38Les dépenses de protection sociale ont joué un rôle essentiel dans le soutien du revenu des ménages et la stabilisation de l’économie en début de crise. Mais dès le milieu de l’année 2010, cet effet positif décline, alors même que le sous-emploi continue d’augmenter :
« This reduction of social spending was much stronger than in the past recessions, partly reflecting the exceptional need for fiscal consolidation in the context of the euro crisis. It neutralised the economic stabilisation function of social protection systems in many Member States, and may have contributed to aggravate the recession, at least in the short terme 48. »

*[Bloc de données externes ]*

// Copyright (C) 2025 Ryan Daum <ryan.daum@gmail.com> This program is free
// software: you can redistribute it and/or modify it under the terms of the GNU
// General Public License as published by the Free Software Foundation, version
// 3.
//
// This program is distributed in the hope that it will be useful, but WITHOUT
// ANY WARRANTY; without even the implied warranty of MERCHANTABILITY or FITNESS
// FOR A PARTICULAR PURPOSE. See the GNU General Public License for more details.
//
// You should have received a copy of the GNU General Public License along with
// this program. If not, see <https://www.gnu.org/licenses/>.
//

//! The command parser from LambdaMOO 1.8: split the line into words, find the
//! first preposition, and resolve the object phrases on either side of it.

use crate::matching::prepositions::{Preposition, MULTI_WORD_PREPOSITIONS};
use crate::matching::{ObjectNameMatcher, ParseCommandError, ParsedCommand};
use crate::model::PrepSpec;
use crate::util::parse_into_words;
use etamoo_var::{v_str, Symbol, Var};

/// Parse `input` into a [`ParsedCommand`], resolving dobj/iobj phrases via
/// `matcher`.
pub fn parse_command<M: ObjectNameMatcher>(
    input: &str,
    matcher: &M,
) -> Result<ParsedCommand, ParseCommandError> {
    // Replace initial command characters with say/emote/eval.
    let mut command = input.trim_start().to_string();
    let first_char = command.chars().next().unwrap_or(' ');
    match first_char {
        '"' => command.replace_range(..1, "say "),
        ':' => command.replace_range(..1, "emote "),
        ';' => command.replace_range(..1, "eval "),
        _ => {}
    };

    if parse_into_words(&command).is_empty() {
        return Err(ParseCommandError::EmptyCommand);
    }

    // Split into verb and argument string.
    let mut parts = command.splitn(2, ' ');
    let verb = Symbol::mk(parts.next().unwrap_or_default());
    let argstr = parts.next().unwrap_or_default().to_string();

    let words = parse_into_words(&argstr);

    // Find the first preposition, if any.
    let prep_match = seek_preposition(&words);

    let (dobj_words, prepstr, prep, iobj_words) = match prep_match {
        Some((start, width, prep)) => (
            &words[..start],
            words[start..start + width].join(" "),
            PrepSpec::Other(prep),
            &words[start + width..],
        ),
        None => (&words[..], String::new(), PrepSpec::None, &[] as &[String]),
    };

    let dobjstr = dobj_words.join(" ");
    let dobj = if dobjstr.is_empty() {
        None
    } else {
        matcher
            .match_object(&dobjstr)
            .map_err(ParseCommandError::ErrorDuringMatch)?
    };

    let iobjstr = iobj_words.join(" ");
    let iobj = if iobjstr.is_empty() {
        None
    } else {
        matcher
            .match_object(&iobjstr)
            .map_err(ParseCommandError::ErrorDuringMatch)?
    };

    let args: Vec<Var> = words.iter().map(|w| v_str(w)).collect();

    Ok(ParsedCommand {
        verb,
        argstr,
        args,
        dobjstr,
        dobj,
        prepstr,
        prep,
        iobjstr,
        iobj,
    })
}

/// Find the first preposition in the word list, preferring the multi-word
/// forms. Returns (start word index, width in words, preposition).
fn seek_preposition(words: &[String]) -> Option<(usize, usize, Preposition)> {
    for j in 0..words.len() {
        for (phrase, prep) in MULTI_WORD_PREPOSITIONS {
            if words.len() - j >= phrase.len()
                && phrase
                    .iter()
                    .zip(&words[j..])
                    .all(|(p, w)| p.eq_ignore_ascii_case(w))
            {
                return Some((j, phrase.len(), *prep));
            }
        }
        if let Some(prep) = Preposition::parse(words[j].to_lowercase().as_str()) {
            return Some((j, 1, prep));
        }
    }
    None
}

#[cfg(test)]
mod tests {
    use super::*;
    use crate::model::WorldStateError;
    use etamoo_var::{v_str, Obj};

    struct SimpleParseMatcher {}
    impl ObjectNameMatcher for SimpleParseMatcher {
        fn match_object(&self, name: &str) -> Result<Option<Obj>, WorldStateError> {
            Ok(match name {
                "obj" => Some(Obj::mk_id(1)),
                "player" => Some(Obj::mk_id(2)),
                _ => None,
            })
        }
    }

    #[test]
    fn test_parse_single_arg_command() {
        let parsed = parse_command("look obj", &SimpleParseMatcher {}).unwrap();
        assert_eq!(parsed.verb.as_str(), "look");
        assert_eq!(parsed.dobjstr, "obj");
        assert_eq!(parsed.dobj, Some(Obj::mk_id(1)));
        assert_eq!(parsed.prepstr, "");
        assert_eq!(parsed.prep, PrepSpec::None);
        assert_eq!(parsed.iobjstr, "");
        assert_eq!(parsed.iobj, None);
        assert_eq!(parsed.args, vec![v_str("obj")]);
        assert_eq!(parsed.argstr, "obj");
    }

    #[test]
    fn test_parse_dobj_prep_iobj_command() {
        let parsed = parse_command("give obj to player", &SimpleParseMatcher {}).unwrap();
        assert_eq!(parsed.verb.as_str(), "give");
        assert_eq!(parsed.dobj, Some(Obj::mk_id(1)));
        assert_eq!(parsed.prepstr, "to");
        assert_eq!(parsed.prep, PrepSpec::Other(Preposition::AtTo));
        assert_eq!(parsed.iobjstr, "player");
        assert_eq!(parsed.iobj, Some(Obj::mk_id(2)));
        assert_eq!(
            parsed.args,
            vec![v_str("obj"), v_str("to"), v_str("player")]
        );
    }

    #[test]
    fn test_parse_multi_word_preposition() {
        let parsed = parse_command("put obj on top of player", &SimpleParseMatcher {}).unwrap();
        assert_eq!(parsed.prepstr, "on top of");
        assert_eq!(parsed.prep, PrepSpec::Other(Preposition::OnTopOfOn));
        assert_eq!(parsed.iobjstr, "player");
    }

    #[test]
    fn test_parse_say_abbrev_command() {
        let parsed = parse_command("\"hello, world!", &SimpleParseMatcher {}).unwrap();
        assert_eq!(parsed.verb.as_str(), "say");
        assert_eq!(parsed.argstr, "hello, world!");
        assert_eq!(parsed.args, vec![v_str("hello,"), v_str("world!")]);
    }

    #[test]
    fn test_parse_eval_command() {
        let parsed = parse_command(";1 + 1", &SimpleParseMatcher {}).unwrap();
        assert_eq!(parsed.verb.as_str(), "eval");
        assert_eq!(parsed.argstr, "1 + 1");
    }

    #[test]
    fn test_parse_empty_command() {
        assert_eq!(
            parse_command("  ", &SimpleParseMatcher {}),
            Err(ParseCommandError::EmptyCommand)
        );
    }
}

39Ainsi que le soulignent les travaux de la Commission eux-mêmes, les politiques d’assainissement budgétaire menées dès 2010-2011 n’ont pas permis à la protection sociale de continuer à jouer son rôle de stabilisateur automatique. Bien au contraire, la baisse des dépenses enregistrée dans certains EM, a contribué à accentuer la crise. Il suffit de se reporter au tableau 1 afin de constater à quel point les effets de la crise sur le revenu disponible des ménages ont été dévastateurs dans les EM les plus touchés tandis que l’évolution des dépenses sociales ne parvenait pas à contrecarrer cette tendance et la renforçait dans certains cas.
Conclusion
40La théorie des zones monétaires optimales (ZMO) a été développée par l’économiste Robert Mundell. Il a analysé à quelles conditions les États pouvaient avoir la même monnaie et donc renoncer à l’outil de politique de change. Lorsque les différents pays qui composent une union monétaire connaissent une évolution macroéconomique similaire et sont affectés de la même façon par des chocs macroéconomiques, l’incapacité de poursuivre une politique de change unilatérale n’est pas coûteuse car tous les pays se retrouvent dans la même situation. Le problème se pose lorsque se produit un choc asymétrique, ce qui signifie que tous les pays ne sont pas affectés de la même façon. Des divergences peuvent alors apparaître dans la manière d’appréhender la politique de change, les intérêts ne sont plus identiques et un coût d’appartenance à la zone monétaire peut se faire sentir49.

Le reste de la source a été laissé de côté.